Often products remain constant but packaging comes in and out of fashion. Go into 7-11 and look at the new array of plastic bottles. Often the products inside are very standard (or a combination of two different things such as snickers bars and milk—ick) but the bottles now come in all shapes and sizes, limited only by the challenge of loading the bottles on a pallet and getting them into a truck (a tougher task than getting them to stay upright on store shelves).
Okay, now I am off subject. I think. Work is a calling.
Normal Tong Shui

New Tong Shui

Posted by jb at 11:24 PM | Comments (0)
September 25, 2006
Opening the Wedding Store
I live in an apartment above a block of wedding stores. Another one has just opened today. There is a big banquet table set in the hallway at the btoom of my building. Some professional store opening ceremony providers are banging away spastically on drums just below the office window. It is impossible to work. All told, I'd rather be trapped back at college trying to sleep through the 30th rendition of "Life is a Highway" played in the gerden wedding reception area just outside the dorm.
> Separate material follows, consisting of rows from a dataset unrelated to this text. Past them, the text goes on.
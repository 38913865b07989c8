//! Dotted-path helpers over BSON records.
//!
//! Paths use `.` as separator (`contact.phone`). Numeric segments index into arrays, so
//! `cast.0.name` addresses the first element of `cast`.

use bson::{Bson, Document};

/// Joins a parent path and a key, treating an empty parent as the root.
pub fn join(parent: &str, key: &str) -> String {
    if parent.is_empty() {
        key.to_string()
    } else {
        format!("{parent}.{key}")
    }
}

/// Returns `true` if `path` equals `ancestor` or lies underneath it.
pub fn is_within(path: &str, ancestor: &str) -> bool {
    path == ancestor
        || (path.len() > ancestor.len()
            && path.starts_with(ancestor)
            && path.as_bytes()[ancestor.len()] == b'.')
}

/// Iterates over the proper ancestors of `path`, nearest first.
///
/// `a.b.c` yields `a.b` then `a`.
pub fn ancestors(path: &str) -> impl Iterator<Item = &str> {
    path.char_indices()
        .rev()
        .filter(|(_, c)| *c == '.')
        .map(move |(i, _)| &path[..i])
}

/// Looks up the value at a dotted path.
pub fn get<'a>(record: &'a Document, path: &str) -> Option<&'a Bson> {
    let mut segments = path.split('.');
    let mut current = record.get(segments.next()?)?;

    for segment in segments {
        current = match current {
            Bson::Document(doc) => doc.get(segment)?,
            Bson::Array(items) => items.get(segment.parse::<usize>().ok()?)?,
            _ => return None,
        };
    }

    Some(current)
}

/// Looks up a mutable reference to the value at a dotted path.
pub fn get_mut<'a>(record: &'a mut Document, path: &str) -> Option<&'a mut Bson> {
    let mut segments = path.split('.');
    let mut current = record.get_mut(segments.next()?)?;

    for segment in segments {
        current = match current {
            Bson::Document(doc) => doc.get_mut(segment)?,
            Bson::Array(items) => items.get_mut(segment.parse::<usize>().ok()?)?,
            _ => return None,
        };
    }

    Some(current)
}

/// Writes `value` at a dotted path, creating intermediate documents as needed.
///
/// Numeric segments index into existing arrays, padding with nulls past the end. Any other
/// intermediate value that is not a document is replaced by an empty one. Returns `false`,
/// leaving the record untouched, when a non-numeric segment meets an array.
pub fn set(record: &mut Document, path: &str, value: Bson) -> bool {
    match path.split_once('.') {
        None => {
            record.insert(path, value);
            true
        }
        Some((head, rest)) => {
            if !matches!(record.get(head), Some(Bson::Document(_) | Bson::Array(_))) {
                record.insert(head, Document::new());
            }
            match record.get_mut(head) {
                Some(child) => set_within(child, rest, value),
                None => false,
            }
        }
    }
}

fn set_within(target: &mut Bson, path: &str, value: Bson) -> bool {
    let items = match target {
        Bson::Document(doc) => return set(doc, path, value),
        Bson::Array(items) => items,
        _ => return false,
    };
    let (head, rest) = match path.split_once('.') {
        Some((head, rest)) => (head, Some(rest)),
        None => (path, None),
    };
    let Ok(index) = head.parse::<usize>() else {
        return false;
    };
    if items.len() <= index {
        items.resize(index + 1, Bson::Null);
    }
    let Some(slot) = items.get_mut(index) else {
        return false;
    };

    match rest {
        None => {
            *slot = value;
            true
        }
        Some(rest) => {
            if !matches!(slot, Bson::Document(_) | Bson::Array(_)) {
                *slot = Bson::Document(Document::new());
            }
            set_within(slot, rest, value)
        }
    }
}

/// Removes the value at a dotted path, returning it if present.
///
/// An array element is replaced by null rather than removed, so later indexes stay put.
pub fn remove(record: &mut Document, path: &str) -> Option<Bson> {
    match path.rsplit_once('.') {
        None => record.remove(path),
        Some((parent, key)) => match get_mut(record, parent)? {
            Bson::Document(doc) => doc.remove(key),
            Bson::Array(items) => {
                let slot = items.get_mut(key.parse::<usize>().ok()?)?;
                Some(std::mem::replace(slot, Bson::Null))
            }
            _ => None,
        },
    }
}

#[cfg(test)]
mod tests {
    use super::*;
    use bson::doc;

    #[test]
    fn nested_get_and_set() {
        let mut record = doc! { "contact": { "phone": "555" } };

        assert_eq!(get(&record, "contact.phone"), Some(&Bson::from("555")));
        assert_eq!(get(&record, "contact.email"), None);

        set(&mut record, "contact.email", Bson::from("a@b.c"));
        set(&mut record, "name.first", Bson::from("Ada"));

        assert_eq!(
            record,
            doc! {
                "contact": { "phone": "555", "email": "a@b.c" },
                "name": { "first": "Ada" },
            }
        );
    }

    #[test]
    fn array_segments_index_elements() {
        let record = doc! { "cast": [{ "name": "A" }, { "name": "B" }] };

        assert_eq!(get(&record, "cast.1.name"), Some(&Bson::from("B")));
        assert_eq!(get(&record, "cast.2.name"), None);
    }

    #[test]
    fn array_segments_write_into_elements() {
        let mut record = doc! {
            "tags": ["a", "b"],
            "cast": [{ "name": "A" }, { "name": "B" }],
        };

        assert!(set(&mut record, "tags.0", Bson::from("z")));
        assert!(set(&mut record, "tags.3", Bson::from("d")));
        assert!(set(&mut record, "cast.1.name", Bson::from("C")));
        assert!(!set(&mut record, "cast.first", Bson::from("X")));

        assert_eq!(
            record,
            doc! {
                "tags": ["z", "b", Bson::Null, "d"],
                "cast": [{ "name": "A" }, { "name": "C" }],
            }
        );

        assert_eq!(remove(&mut record, "tags.1"), Some(Bson::from("b")));
        assert_eq!(remove(&mut record, "cast.0.name"), Some(Bson::from("A")));
        assert_eq!(remove(&mut record, "tags.9"), None);
        assert_eq!(
            record,
            doc! {
                "tags": ["z", Bson::Null, Bson::Null, "d"],
                "cast": [{}, { "name": "C" }],
            }
        );
    }

    #[test]
    fn ancestry() {
        assert!(is_within("contact.phone", "contact"));
        assert!(is_within("contact", "contact"));
        assert!(!is_within("contacts", "contact"));
        assert_eq!(ancestors("a.b.c").collect::<Vec<_>>(), vec!["a.b", "a"]);
    }
}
Posted by jb at 11:21 PM | Comments (0)
Thailand Stuff
Back from Thailand. Spent Friday night/ Saturday morning in Bangkok and then took the train up to Ayuthaya where I rented a scooter and spent Saturday visiting different historical sites.
I had a hard time finding anyone who would rent out a scooter/ motorcycle in Bangkok-- the guest house proprietor looked at me like I was nuts when I asked
Spent Saturday night in a guest house on the small river that runs around the old city and then went back to Bangkok this morning, in time to walk through just the smallest fraction of the Chatuchak Weekend Market and Lumpini park, where I watched several aerobics instructors-- each with their own stage and pounding music-- lead 100 to 200 people at a time in hand waving foot stompin' exercise. This seems to be a big thing in Thailand-- I saw a similar jazzercise crowd in Aruthaya.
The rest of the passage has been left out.